━━ Records supplied ━━

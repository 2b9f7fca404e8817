//! Generic persistence layer.
//!
//! Every entity is stored through the same [`Repository`] contract. Two
//! backends implement it: [`PgRepository`] on top of a deadpool-postgres pool
//! and [`MemoryRepository`] on top of a shared in-process [`MemoryDatabase`].

use async_trait::async_trait;
use bytes::BytesMut;
use chrono::{DateTime, Utc};
use postgres_types::{IsNull, ToSql, Type, to_sql_checked};
use serde::{Serialize, de::DeserializeOwned};
use thiserror::Error;
use tokio_postgres::Row;
use tokio_postgres::error::SqlState;
use uuid::Uuid;

use crate::models::pagination::{Page, Pagination};

pub mod memory;
pub mod postgres;

pub use memory::{MemoryDatabase, MemoryRepository};
pub use postgres::PgRepository;

/// Errors raised by a repository backend.
#[derive(Error, Debug)]
pub enum RepoError {
    /// No row matched the lookup.
    #[error("record not found")]
    NotFound,

    /// A unique constraint rejected the write.
    #[error("unique constraint violated: {0}")]
    Conflict(String),

    #[error("connection pool error: {0}")]
    Pool(#[from] deadpool_postgres::PoolError),

    #[error("database error: {0}")]
    Database(tokio_postgres::Error),

    /// A column expected by the entity was absent or had the wrong type.
    #[error("missing data: {0}")]
    MissingData(String),

    #[error("row encoding error: {0}")]
    Encoding(String),
}

impl From<tokio_postgres::Error> for RepoError {
    fn from(e: tokio_postgres::Error) -> Self {
        match e.code() {
            Some(code) if *code == SqlState::UNIQUE_VIOLATION => {
                let detail = e
                    .as_db_error()
                    .map(|db| db.message().to_string())
                    .unwrap_or_else(|| e.to_string());
                RepoError::Conflict(detail)
            }
            _ => RepoError::Database(e),
        }
    }
}

impl From<serde_json::Error> for RepoError {
    fn from(e: serde_json::Error) -> Self {
        RepoError::Encoding(e.to_string())
    }
}

/// A dynamically typed column value used for filters and writes.
#[derive(Debug, Clone, PartialEq)]
pub enum Value {
    Null,
    Bool(bool),
    Int(i64),
    Text(String),
    Uuid(Uuid),
    Timestamp(DateTime<Utc>),
}

impl Value {
    /// The value as it appears in a serialized entity row.
    pub fn to_json(&self) -> serde_json::Value {
        match self {
            Value::Null => serde_json::Value::Null,
            Value::Bool(v) => serde_json::Value::Bool(*v),
            Value::Int(v) => serde_json::Value::from(*v),
            Value::Text(v) => serde_json::Value::String(v.clone()),
            Value::Uuid(v) => serde_json::Value::String(v.to_string()),
            Value::Timestamp(v) => serde_json::to_value(v).unwrap_or(serde_json::Value::Null),
        }
    }
}

impl From<bool> for Value {
    fn from(v: bool) -> Self {
        Value::Bool(v)
    }
}

impl From<i64> for Value {
    fn from(v: i64) -> Self {
        Value::Int(v)
    }
}

impl From<String> for Value {
    fn from(v: String) -> Self {
        Value::Text(v)
    }
}

impl From<&str> for Value {
    fn from(v: &str) -> Self {
        Value::Text(v.to_string())
    }
}

impl From<Uuid> for Value {
    fn from(v: Uuid) -> Self {
        Value::Uuid(v)
    }
}

impl From<DateTime<Utc>> for Value {
    fn from(v: DateTime<Utc>) -> Self {
        Value::Timestamp(v)
    }
}

impl<T: Into<Value>> From<Option<T>> for Value {
    fn from(v: Option<T>) -> Self {
        v.map(Into::into).unwrap_or(Value::Null)
    }
}

impl ToSql for Value {
    fn to_sql(
        &self,
        ty: &Type,
        out: &mut BytesMut,
    ) -> Result<IsNull, Box<dyn std::error::Error + Sync + Send>> {
        match self {
            Value::Null => Ok(IsNull::Yes),
            Value::Bool(v) => v.to_sql_checked(ty, out),
            Value::Int(v) => v.to_sql_checked(ty, out),
            Value::Text(v) => v.to_sql_checked(ty, out),
            Value::Uuid(v) => v.to_sql_checked(ty, out),
            Value::Timestamp(v) => v.to_sql_checked(ty, out),
        }
    }

    fn accepts(_ty: &Type) -> bool {
        true
    }

    to_sql_checked!();
}

/// Sort direction for [`QueryOption::OrderBy`].
#[derive(Debug, Clone, Copy, PartialEq, Eq)]
pub enum Direction {
    Asc,
    Desc,
}

/// A to-one relation that can be eagerly loaded next to an entity.
#[derive(Debug, Clone, Copy, PartialEq, Eq)]
pub struct Relation {
    /// Name the related row is attached under.
    pub name: &'static str,
    /// Table holding the related rows.
    pub table: &'static str,
    /// Column on the owning entity pointing at the related row's id.
    pub foreign_key: &'static str,
}

/// A composable query option: filters, ordering and eager loading.
#[derive(Debug, Clone)]
pub enum QueryOption {
    Eq(&'static str, Value),
    /// Substring match (`LIKE %needle%`).
    Like(&'static str, String),
    OrderBy(&'static str, Direction),
    Preload(Relation),
}

impl QueryOption {
    pub fn eq(column: &'static str, value: impl Into<Value>) -> Self {
        QueryOption::Eq(column, value.into())
    }

    pub fn like(column: &'static str, needle: impl Into<String>) -> Self {
        QueryOption::Like(column, needle.into())
    }

    pub fn newest_first() -> Self {
        QueryOption::OrderBy("created_at", Direction::Desc)
    }

    pub fn oldest_first() -> Self {
        QueryOption::OrderBy("created_at", Direction::Asc)
    }
}

/// A persisted record.
///
/// `COLUMNS` starts with `id`, and `values` yields one value per column in the
/// same order. Serde field names match column names so the memory backend can
/// filter on serialized rows.
pub trait Entity: Clone + Serialize + DeserializeOwned + Send + Sync + 'static {
    const TABLE: &'static str;
    const COLUMNS: &'static [&'static str];
    /// Column sets that must be unique across the table, mirroring the
    /// UNIQUE constraints of the schema.
    const UNIQUE_KEYS: &'static [&'static [&'static str]] = &[];

    fn id(&self) -> Uuid;

    fn values(&self) -> Vec<Value>;

    fn from_row(row: &Row) -> Result<Self, RepoError>;

    /// Attaches an eagerly loaded related row.
    fn attach(&mut self, relation: &Relation, related: serde_json::Value) -> Result<(), RepoError> {
        let _ = (relation, related);
        Ok(())
    }
}

/// Reads a column from a row, reporting the column name when it is missing.
pub(crate) fn column<'a, T>(row: &'a Row, name: &str) -> Result<T, RepoError>
where
    T: tokio_postgres::types::FromSql<'a>,
{
    row.try_get(name)
        .map_err(|_| RepoError::MissingData(name.to_string()))
}

/// The CRUD + pagination contract shared by every entity.
#[async_trait]
pub trait Repository<T: Entity>: Send + Sync {
    async fn create(&self, entity: &T) -> Result<(), RepoError>;

    async fn find_by_id(&self, id: Uuid) -> Result<T, RepoError>;

    async fn update(&self, entity: &T) -> Result<(), RepoError>;

    async fn delete(&self, id: Uuid) -> Result<(), RepoError>;

    async fn find_all(&self, options: &[QueryOption]) -> Result<Vec<T>, RepoError>;

    async fn find_one(&self, options: &[QueryOption]) -> Result<T, RepoError>;

    async fn paginate(
        &self,
        pagination: Pagination,
        options: &[QueryOption],
    ) -> Result<Page<T>, RepoError>;
}

/// Turns the `NotFound` signal into an `Option` for callers that treat
/// absence as a normal outcome.
pub trait Optional<T> {
    fn optional(self) -> Result<Option<T>, RepoError>;
}

impl<T> Optional<T> for Result<T, RepoError> {
    fn optional(self) -> Result<Option<T>, RepoError> {
        match self {
            Ok(value) => Ok(Some(value)),
            Err(RepoError::NotFound) => Ok(None),
            Err(e) => Err(e),
        }
    }
}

━━━

● Exercise requirements: Locate the lines above that contain "contract" and copy them.

● Output:
//! Every entity is stored through the same [`Repository`] contract. Two
/// The CRUD + pagination contract shared by every entity.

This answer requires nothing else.